La fraude à la certification gangrène la filière cacao en Côte d’Ivoire

Le cacao issu des forêts protégées de Côte d'Ivoire pèse une grande partie de la production nationale, même certifiée. [Cécile Barbière/EURACTIV]

Les forêts protégées de Côte d’Ivoire fournissent une grande partie du cacao produit dans le pays. Ce cacao illégal est ensuite commercialisés par les grands chocolatiers, sans que les procédures de certification ne troublent ce commerce illicite.

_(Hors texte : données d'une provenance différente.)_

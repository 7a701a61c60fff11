//! Session error types

use thiserror::Error;

/// Session error with classification
#[derive(Debug, Clone, Error, PartialEq, Eq)]
#[error("{message}")]
pub struct SessionError {
    pub kind: ErrorKind,
    pub message: String,
}

impl SessionError {
    pub fn new(kind: ErrorKind, message: impl Into<String>) -> Self {
        Self {
            kind,
            message: message.into(),
        }
    }

    pub fn configuration(message: impl Into<String>) -> Self {
        Self::new(ErrorKind::Configuration, message)
    }

    pub fn permission_denied(message: impl Into<String>) -> Self {
        Self::new(ErrorKind::PermissionDenied, message)
    }

    pub fn network(message: impl Into<String>) -> Self {
        Self::new(ErrorKind::Network, message)
    }

    pub fn protocol(message: impl Into<String>) -> Self {
        Self::new(ErrorKind::Protocol, message)
    }

    pub fn server(message: impl Into<String>) -> Self {
        Self::new(ErrorKind::Server, message)
    }

    pub fn insufficient_funds(message: impl Into<String>) -> Self {
        Self::new(ErrorKind::InsufficientFunds, message)
    }

    pub fn persistence(message: impl Into<String>) -> Self {
        Self::new(ErrorKind::Persistence, message)
    }

    pub fn invalid_request(message: impl Into<String>) -> Self {
        Self::new(ErrorKind::InvalidRequest, message)
    }

    /// Text shown to the user when this error ends an attempt.
    pub fn user_notice(&self) -> String {
        match self.kind {
            ErrorKind::Configuration => {
                "Conversation service is not configured. Please contact support.".to_string()
            }
            ErrorKind::PermissionDenied => {
                "Microphone access is required. Allow it in settings and try again.".to_string()
            }
            ErrorKind::Network => {
                "Could not reach the server. Check your connection and try again.".to_string()
            }
            ErrorKind::Protocol | ErrorKind::Server => {
                "The server sent an unexpected response. Please try again later.".to_string()
            }
            ErrorKind::InsufficientFunds => {
                "Not enough coins for this package. Pick a shorter package or top up.".to_string()
            }
            ErrorKind::Persistence => {
                "The conversation ended, but its transcript could not be saved.".to_string()
            }
            ErrorKind::InvalidRequest => self.message.clone(),
        }
    }
}

/// Error classification for recovery decisions
#[derive(Debug, Clone, Copy, PartialEq, Eq, serde::Serialize, serde::Deserialize)]
#[serde(rename_all = "snake_case")]
pub enum ErrorKind {
    /// Missing or invalid process configuration - fatal
    Configuration,
    /// Host refused microphone access - user can grant and retry
    PermissionDenied,
    /// Transport failure or timeout - user may retry
    Network,
    /// Response had an unexpected shape or content type
    Protocol,
    /// Server answered with a failure or malformed envelope
    Server,
    /// Not enough credit for the package
    InsufficientFunds,
    /// Transcript hand-off could not be written
    Persistence,
    /// Request not valid for the current session state
    InvalidRequest,
}

impl ErrorKind {
    /// Whether the user can reasonably retry the same action.
    pub fn is_recoverable(self) -> bool {
        matches!(
            self,
            Self::PermissionDenied | Self::Network | Self::InsufficientFunds | Self::InvalidRequest
        )
    }
}

impl From<reqwest::Error> for SessionError {
    fn from(err: reqwest::Error) -> Self {
        if err.is_decode() {
            Self::protocol(format!("Failed to decode response: {err}"))
        } else if err.is_timeout() {
            Self::network(format!("Request timed out: {err}"))
        } else {
            Self::network(err.to_string())
        }
    }
}

impl From<serde_json::Error> for SessionError {
    fn from(err: serde_json::Error) -> Self {
        Self::protocol(format!("Invalid JSON: {err}"))
    }
}
//! Session runtime executor

use super::countdown::Countdown;
use super::{
    CommandEnvelope, PermissionStatus, RuntimeOptions, ScopedEvent, SessionCommand,
    SessionServices, SessionUpdate,
};
use crate::backend::{Package, PackageId, SessionGrant};
use crate::error::SessionError;
use crate::state_machine::{
    transition, Effect, Event, SessionContext, SessionNotice, SessionPhase, SessionSnapshot,
    SessionState, TeardownOutcome, TransitionError,
};
use crate::transcript::{Speaker, TranscriptEntry};
use crate::transport::{MediaCapability, TransportConnection};
use chrono::Utc;
use futures::StreamExt;
use std::future::Future;
use tokio::sync::{broadcast, mpsc, oneshot, watch};
use tokio::task::JoinHandle;
use tokio_util::sync::CancellationToken;
use uuid::Uuid;

type Reply = oneshot::Sender<Result<(), SessionError>>;

/// Catalog and balance lookup for a selection, resolved off the event loop
struct SelectionLookup {
    result: Result<(Package, u64), SessionError>,
    reply: Reply,
}

/// Drives one session: applies `transition`, executes effects, feeds results back
pub struct SessionRuntime {
    context: SessionContext,
    state: SessionState,
    services: SessionServices,
    options: RuntimeOptions,
    command_rx: mpsc::Receiver<CommandEnvelope>,
    event_tx: mpsc::Sender<ScopedEvent>,
    event_rx: mpsc::Receiver<ScopedEvent>,
    selection_tx: mpsc::Sender<SelectionLookup>,
    selection_rx: mpsc::Receiver<SelectionLookup>,
    /// Cancels outstanding selection lookups on shutdown
    lookup_cancel: CancellationToken,
    update_tx: broadcast::Sender<SessionUpdate>,
    snapshot_tx: watch::Sender<SessionSnapshot>,
    /// Bumped whenever a start attempt or active session is left; older results are dropped
    epoch: u64,
    /// Cancels permission, token and charge requests of the current start attempt
    start_cancel: Option<CancellationToken>,
    countdown: Option<Countdown>,
    transport_cancel: Option<CancellationToken>,
    transport_task: Option<JoinHandle<()>>,
    unmounting: bool,
}
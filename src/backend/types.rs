//! Wire and domain types shared by the REST wrappers

use crate::error::SessionError;
use serde::{Deserialize, Deserializer, Serialize};
use std::fmt;

/// Package identifier, normalised to a string (the backend sends numbers)
#[derive(Debug, Clone, PartialEq, Eq, Hash, Serialize)]
#[serde(transparent)]
pub struct PackageId(String);

impl PackageId {
    pub fn new(id: impl Into<String>) -> Self {
        Self(id.into())
    }

    pub fn as_str(&self) -> &str {
        &self.0
    }
}

impl fmt::Display for PackageId {
    fn fmt(&self, f: &mut fmt::Formatter<'_>) -> fmt::Result {
        f.write_str(&self.0)
    }
}

impl From<&str> for PackageId {
    fn from(id: &str) -> Self {
        Self::new(id)
    }
}

impl From<String> for PackageId {
    fn from(id: String) -> Self {
        Self(id)
    }
}

impl<'de> Deserialize<'de> for PackageId {
    fn deserialize<D: Deserializer<'de>>(deserializer: D) -> Result<Self, D::Error> {
        #[derive(Deserialize)]
        #[serde(untagged)]
        enum Raw {
            Number(u64),
            Text(String),
        }

        Ok(match Raw::deserialize(deserializer)? {
            Raw::Number(n) => Self(n.to_string()),
            Raw::Text(s) => Self(s),
        })
    }
}

/// A purchasable conversation tier
#[derive(Debug, Clone, PartialEq, Eq, Serialize, Deserialize)]
#[serde(rename_all = "camelCase")]
pub struct Package {
    pub id: PackageId,
    pub credit_cost: u64,
    pub allowed_minutes: u32,
}

impl Package {
    pub fn new(id: impl Into<String>, credit_cost: u64, allowed_minutes: u32) -> Self {
        Self {
            id: PackageId::new(id),
            credit_cost,
            allowed_minutes,
        }
    }

    /// Session length in seconds
    pub fn allowed_seconds(&self) -> u32 {
        self.allowed_minutes.saturating_mul(60)
    }
}

/// Short-lived credential for the real-time transport. Never printed.
#[derive(Clone, PartialEq, Eq, Deserialize)]
#[serde(transparent)]
pub struct AccessToken(String);

impl AccessToken {
    pub fn new(token: impl Into<String>) -> Self {
        Self(token.into())
    }

    pub fn expose(&self) -> &str {
        &self.0
    }

    pub fn is_empty(&self) -> bool {
        self.0.is_empty()
    }
}

impl fmt::Debug for AccessToken {
    fn fmt(&self, f: &mut fmt::Formatter<'_>) -> fmt::Result {
        f.write_str("AccessToken(<redacted>)")
    }
}

/// Transport credentials issued for one session
#[derive(Debug, Clone, PartialEq, Eq)]
pub struct SessionGrant {
    pub token: AccessToken,
    pub routing_address: String,
}

impl SessionGrant {
    pub fn new(token: AccessToken, routing_address: impl Into<String>) -> Self {
        Self {
            token,
            routing_address: routing_address.into(),
        }
    }

    pub fn is_usable(&self) -> bool {
        !self.token.is_empty() && !self.routing_address.is_empty()
    }
}

/// Response of the single-call legacy start endpoint
#[derive(Debug, Clone, PartialEq, Eq)]
pub struct LegacyGrant {
    pub grant: SessionGrant,
    pub room_name: String,
    pub participant_name: String,
}

/// Standard backend response envelope
#[derive(Debug, Clone, Deserialize)]
#[serde(rename_all = "camelCase")]
pub struct ApiEnvelope<T> {
    pub is_success: bool,
    #[serde(default)]
    pub business_code: Option<String>,
    #[serde(default)]
    pub message: Option<String>,
    #[serde(default = "Option::default")]
    pub result: Option<T>,
}

/// Business codes the backend uses for "not enough coins"
pub const INSUFFICIENT_FUNDS_CODES: &[&str] = &["COIN4001", "INSUFFICIENT_COIN"];

impl<T> ApiEnvelope<T> {
    fn failure_message(&self) -> String {
        let message = self.message.as_deref().unwrap_or("request failed");
        match &self.business_code {
            Some(code) => format!("{message} ({code})"),
            None => message.to_string(),
        }
    }

    pub fn is_insufficient_funds(&self) -> bool {
        self.business_code
            .as_deref()
            .is_some_and(|code| INSUFFICIENT_FUNDS_CODES.contains(&code))
    }

    /// Check the success flag without requiring a result body
    pub fn into_ack(self) -> Result<(), SessionError> {
        if self.is_success {
            Ok(())
        } else if self.is_insufficient_funds() {
            Err(SessionError::insufficient_funds(self.failure_message()))
        } else {
            Err(SessionError::server(self.failure_message()))
        }
    }

    /// Unwrap the result body, treating a missing body as malformed
    pub fn into_result(self) -> Result<T, SessionError> {
        if !self.is_success {
            let message = self.failure_message();
            return Err(if self.is_insufficient_funds() {
                SessionError::insufficient_funds(message)
            } else {
                SessionError::server(message)
            });
        }
        self.result
            .ok_or_else(|| SessionError::server("response envelope has no result"))
    }
}
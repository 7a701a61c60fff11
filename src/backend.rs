//! Thin REST wrappers around the tutor backend
//!
//! Every backend route answers with an [`ApiEnvelope`]; the token broker is a
//! separate service with a bare JSON body.

mod billing;
mod catalog;
mod ledger;
mod token;
pub mod types;

pub use billing::HttpBillingGate;
pub use catalog::{CachedCatalog, HttpPackageCatalog};
pub use ledger::HttpLedger;
pub use token::HttpTokenBroker;
pub use types::*;

use crate::config::SessionConfig;
use crate::error::SessionError;
use reqwest::{Client, RequestBuilder, StatusCode};
use serde::de::DeserializeOwned;
use serde::{Deserialize, Serialize};
use std::time::Duration;

/// Shared HTTP client for the envelope-style backend
#[derive(Debug, Clone)]
pub struct BackendClient {
    http: Client,
    base_url: String,
    api_token: Option<String>,
}

impl BackendClient {
    pub fn new(
        base_url: impl Into<String>,
        api_token: Option<String>,
        timeout: Duration,
    ) -> Result<Self, SessionError> {
        let http = Client::builder()
            .timeout(timeout)
            .build()
            .map_err(|e| SessionError::configuration(format!("Failed to create HTTP client: {e}")))?;
        Ok(Self {
            http,
            base_url: base_url.into().trim_end_matches('/').to_string(),
            api_token,
        })
    }

    pub fn from_config(config: &SessionConfig) -> Result<Self, SessionError> {
        Self::new(
            config.api_base_url.clone(),
            config.api_token.clone(),
            config.http_timeout,
        )
    }

    fn url(&self, path: &str) -> String {
        format!("{}/{}", self.base_url, path.trim_start_matches('/'))
    }

    fn authorize(&self, request: RequestBuilder) -> RequestBuilder {
        match &self.api_token {
            Some(token) => request.bearer_auth(token),
            None => request,
        }
    }

    pub(crate) async fn get<T: DeserializeOwned>(
        &self,
        path: &str,
    ) -> Result<ApiEnvelope<T>, SessionError> {
        let request = self.authorize(self.http.get(self.url(path)));
        Self::send(request).await
    }

    pub(crate) async fn post<B: Serialize + ?Sized, T: DeserializeOwned>(
        &self,
        path: &str,
        body: &B,
    ) -> Result<ApiEnvelope<T>, SessionError> {
        let request = self.authorize(self.http.post(self.url(path)).json(body));
        Self::send(request).await
    }

    async fn send<T: DeserializeOwned>(
        request: RequestBuilder,
    ) -> Result<ApiEnvelope<T>, SessionError> {
        let response = request.send().await?;
        let status = response.status();
        let body = response.text().await?;

        if status == StatusCode::PAYMENT_REQUIRED {
            return Err(SessionError::insufficient_funds(non_empty_or(
                &body,
                "payment required",
            )));
        }

        // Failure envelopes often come with 4xx/5xx; prefer their message
        match serde_json::from_str::<ApiEnvelope<T>>(&body) {
            Ok(envelope) => Ok(envelope),
            Err(e) if status.is_success() => Err(SessionError::server(format!(
                "Malformed response envelope: {e}"
            ))),
            Err(_) => Err(SessionError::server(format!(
                "HTTP {}: {}",
                status.as_u16(),
                non_empty_or(&body, "no body")
            ))),
        }
    }

    /// Legacy single-call start: the server charges and issues credentials.
    pub async fn start_session(&self, package_id: &PackageId) -> Result<LegacyGrant, SessionError> {
        #[derive(Deserialize)]
        #[serde(rename_all = "camelCase")]
        struct StartResult {
            token: AccessToken,
            routing_address: String,
            room_name: String,
            participant_name: String,
        }

        tracing::info!(package_id = %package_id, "Starting session via legacy endpoint");
        let result: StartResult = self
            .post("ai-tutor/sessions", &ChargeRequest { package_id })
            .await?
            .into_result()?;

        let grant = SessionGrant::new(result.token, result.routing_address);
        if !grant.is_usable() {
            return Err(SessionError::protocol(
                "start response is missing token or routing address",
            ));
        }
        Ok(LegacyGrant {
            grant,
            room_name: result.room_name,
            participant_name: result.participant_name,
        })
    }
}

#[derive(Serialize)]
#[serde(rename_all = "camelCase")]
pub(crate) struct ChargeRequest<'a> {
    pub package_id: &'a PackageId,
}

fn non_empty_or(body: &str, fallback: &str) -> String {
    let trimmed = body.trim();
    if trimmed.is_empty() {
        fallback.to_string()
    } else {
        trimmed.chars().take(200).collect()
    }
}
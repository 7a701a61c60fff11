//! Timed, coin-metered tutoring session lifecycle
//!
//! A pure state machine decides; the runtime executes its effects against the
//! backend, the token broker, the real-time transport and the hand-off store.

pub mod backend;
pub mod config;
pub mod error;
pub mod runtime;
pub mod state_machine;
pub mod store;
pub mod transcript;
pub mod transport;

pub use error::{ErrorKind, SessionError};
pub use runtime::{spawn_session, RuntimeOptions, SessionHandle, SessionServices, SessionUpdate};
pub use state_machine::{SessionContext, SessionPhase, SessionSnapshot};
//! Operator CLI for the tutor backend and the transcript hand-off

use clap::{Parser, Subcommand};
use std::sync::Arc;
use tracing_subscriber::{layer::SubscriberExt, util::SubscriberInitExt};
use tutor_session::backend::{
    BackendClient, CachedCatalog, HttpLedger, HttpPackageCatalog, HttpTokenBroker, PackageId,
};
use tutor_session::config::SessionConfig;
use tutor_session::runtime::{Ledger, PackageCatalog, TokenBroker, TranscriptStore};
use tutor_session::store::SqliteTranscriptStore;

#[derive(Parser)]
#[command(name = "tutor-session", version, about)]
struct Cli {
    #[command(subcommand)]
    command: Command,
}

#[derive(Subcommand)]
enum Command {
    /// List purchasable session packages
    Packages,
    /// Show the current coin balance
    Balance,
    /// Request transport credentials from the token broker
    Token {
        /// Display name presented to the broker
        #[arg(long)]
        name: Option<String>,
    },
    /// Charge and obtain credentials in one call
    StartLegacy {
        #[arg(long)]
        package: String,
    },
    /// Print the last transcript hand-off
    Feedback,
}

#[tokio::main]
async fn main() -> Result<(), Box<dyn std::error::Error>> {
    dotenvy::dotenv().ok();

    tracing_subscriber::registry()
        .with(
            tracing_subscriber::EnvFilter::try_from_default_env()
                .unwrap_or_else(|_| "tutor_session=info".into()),
        )
        .with(
            tracing_subscriber::fmt::layer()
                .json()
                .with_current_span(false)
                .with_span_list(false)
                .with_writer(std::io::stderr),
        )
        .init();

    let cli = Cli::parse();
    let config = SessionConfig::from_env();

    match cli.command {
        Command::Packages => {
            let client = BackendClient::from_config(&config)?;
            let catalog = CachedCatalog::new(
                Arc::new(HttpPackageCatalog::new(client)),
                config.catalog_ttl,
            );
            let packages = catalog.fetch_packages().await?;
            println!("{}", serde_json::to_string_pretty(&packages)?);
        }
        Command::Balance => {
            let ledger = HttpLedger::new(BackendClient::from_config(&config)?);
            println!("{}", ledger.refresh().await?);
        }
        Command::Token { name } => {
            let name = name
                .or_else(|| config.display_name.clone())
                .unwrap_or_default();
            config.require_token_endpoint()?;
            let broker = HttpTokenBroker::from_config(&config)?;
            let grant = broker.acquire_token(&name).await?;
            // The token itself stays out of the output
            println!(
                "{}",
                serde_json::json!({
                    "routingAddress": grant.routing_address,
                    "hasToken": !grant.token.is_empty(),
                })
            );
        }
        Command::StartLegacy { package } => {
            let client = BackendClient::from_config(&config)?;
            let legacy = client.start_session(&PackageId::new(package)).await?;
            println!(
                "{}",
                serde_json::json!({
                    "roomName": legacy.room_name,
                    "participantName": legacy.participant_name,
                    "routingAddress": legacy.grant.routing_address,
                })
            );
        }
        Command::Feedback => {
            if let Some(parent) = config.db_path.parent() {
                std::fs::create_dir_all(parent)?;
            }
            tracing::info!(path = %config.db_path.display(), "Opening hand-off store");
            let store = SqliteTranscriptStore::open(&config.db_path)?;
            match store.load().await? {
                Some(entries) => println!("{}", serde_json::to_string_pretty(&entries)?),
                None => println!("No conversation to review"),
            }
        }
    }

    Ok(())
}
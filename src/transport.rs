//! Real-time media transport seam
//!
//! The transport itself (audio, transcription, signalling) is provided by the
//! host. The runtime only needs to connect with a grant, read two utterance
//! streams, notice an unexpected disconnect, and close.

use crate::backend::SessionGrant;
use crate::error::SessionError;
use async_trait::async_trait;
use futures::future::BoxFuture;
use futures::stream::BoxStream;
use std::sync::Arc;

/// An open transport session
pub struct TransportConnection {
    /// Transcribed assistant speech
    pub assistant_utterances: BoxStream<'static, String>,
    /// Transcribed user speech
    pub user_utterances: BoxStream<'static, String>,
    /// Resolves when the transport drops without being asked to
    pub disconnected: BoxFuture<'static, ()>,
    pub link: Box<dyn TransportLink>,
}

/// Handle used to shut an open connection down
#[async_trait]
pub trait TransportLink: Send {
    async fn close(&mut self);
}

/// Host-provided real-time transport
#[async_trait]
pub trait RealtimeTransport: Send + Sync {
    /// One-time library setup (audio session, codecs, ...)
    fn initialize(&self) -> Result<(), SessionError>;

    /// Join the session described by `grant`
    async fn connect(&self, grant: &SessionGrant) -> Result<TransportConnection, SessionError>;
}

/// Proof that the transport library was initialized. Required to build a runtime.
#[derive(Clone)]
pub struct MediaCapability {
    transport: Arc<dyn RealtimeTransport>,
}

impl MediaCapability {
    pub fn initialize(transport: Arc<dyn RealtimeTransport>) -> Result<Self, SessionError> {
        transport.initialize()?;
        tracing::debug!("Media transport initialized");
        Ok(Self { transport })
    }

    pub async fn connect(&self, grant: &SessionGrant) -> Result<TransportConnection, SessionError> {
        if !grant.is_usable() {
            return Err(SessionError::protocol("grant is missing token or routing address"));
        }
        self.transport.connect(grant).await
    }
}

impl std::fmt::Debug for MediaCapability {
    fn fmt(&self, f: &mut std::fmt::Formatter<'_>) -> std::fmt::Result {
        f.debug_struct("MediaCapability").finish_non_exhaustive()
    }
}
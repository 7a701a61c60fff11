//! Effects produced by state transitions

use crate::backend::{PackageId, SessionGrant};
use crate::error::{ErrorKind, SessionError};
use crate::transcript::TranscriptEntry;
use serde::Serialize;

/// Effects to be executed after state transition
#[derive(Debug, Clone)]
pub enum Effect {
    /// Ask the host for microphone access
    RequestPermission,

    /// Ask the token broker for transport credentials
    AcquireToken { display_name: String },

    /// Debit the ledger for the package
    ChargeForPackage { package_id: PackageId },

    /// Abandon whatever start-protocol request is in flight
    CancelPendingStart,

    /// Join the transport and forward its utterance streams
    OpenTransport { grant: SessionGrant },

    CloseTransport,

    StartCountdown,

    StopCountdown,

    /// Refresh the balance view, optionally assuming a debit until it lands
    RefreshLedger { assumed_debit: Option<u64> },

    /// Write the transcript hand-off
    PersistTranscript { entries: Vec<TranscriptEntry> },

    /// Teardown with nothing to persist
    FinishTeardown,

    /// Notify connected observers
    Notify { notice: SessionNotice },

    /// Tell the host to show the feedback view
    NavigateToFeedback,

    /// A new entry made it into the transcript
    TranscriptAppended { entry: TranscriptEntry },

    /// Publish the current snapshot
    PublishState,
}

/// User-facing terminal or error notice
#[derive(Debug, Clone, PartialEq, Eq, Serialize)]
#[serde(tag = "type", rename_all = "snake_case")]
pub enum SessionNotice {
    /// An attempt failed; the session is back in `Idle`
    Failed { kind: ErrorKind, message: String },
    /// Session ended with nothing to review
    ConversationEnded,
    /// Session ended but the hand-off could not be written
    TeardownFailed,
}

impl Effect {
    pub fn notify_failure(error: &SessionError) -> Self {
        Effect::Notify {
            notice: SessionNotice::Failed {
                kind: error.kind,
                message: error.user_notice(),
            },
        }
    }

    pub fn notify(notice: SessionNotice) -> Self {
        Effect::Notify { notice }
    }
}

Dans le village de Taobly en Côte d’Ivoire, personne ne semble savoir où commence vraiment la forêt classée du Mont Tia.  Cette surface protégée de 24 000 hectares s’étend au pied du mont éponyme. Mais du couvert forestier, il ne reste aujourd’hui plus que quelques flamboyants aux fleurs rouges, qui surplombent des squelettes d’arbres.

Tout autour, les cultures de cacao ont colonisé le reste de la végétation. « Les gens sont venus pendant la guerre et se sont installés dans la forêt pour planter du cacao. Mais maintenant les gardes forestiers sont en train de les « déguerpir » », explique Denis Djea Gba, le chef de Taobly,  un village en lisière de la  forêt classée.

Dans cette bourgade de 12 000 âmes, la culture de cacao est la principale ressource. Et la majorité des villageois possèdent des plantations, parfois de seulement quelques hectares. À la sortie du village, un planteur récolte patiemment les cabosses sur ses 4 hectares de terre. Zango Draman affirme qu’il n’est pas installé dans la forêt classée. « Ici on est dans la forêt villageoise, alors personne ne vient pour nous dire de partir », affirme-t-il. Mais la limite entre zone protégée ou non est loin d’être claire.

Flou des frontières

Pour protéger leurs cultures illégales, et écouler les fèves auprès des coopératives de cacao, les planteurs ont pris l’habitude de déplacer les panneaux qui délimitent la forêt, voire de les détruire.  La forêt classée parait reculer à mesure que l’on progresse en direction du Mont Tia.

Et le cacao illégal est bien installé.  « Pendant la crise de 2002, les gens sont entrés dans la forêt, et depuis les plantations sont toujours  là », reconnait Moussa Koama, le chef burkinabais du village. Le cacao se vend selon un circuit régulier, malgré la prétendue volonté du gouvernement ivoirien d’enrayer la culture illégale et la déforestation qui en découle.

Résultat, environ 40 % du cacao ivoirien – premier producteur mondial d’or brun – provient de zones protégées, de l’aveu même du directeur de l’agence d’État Sodefor (Société de développement des forêts), cité par le rapport « La déforestation amère du chocolat » de l’ONG Mighty Earth.

La culture du cacao décime les forêts de Côte d’Ivoire

En Côte d’Ivoire, les parcs et les forêts protégées ont été peu à peu détruits par l’or brun. Les autorités tentent d’enrayer cette déforestation galopante, mais leur action est entachée par des soupçons de corruption.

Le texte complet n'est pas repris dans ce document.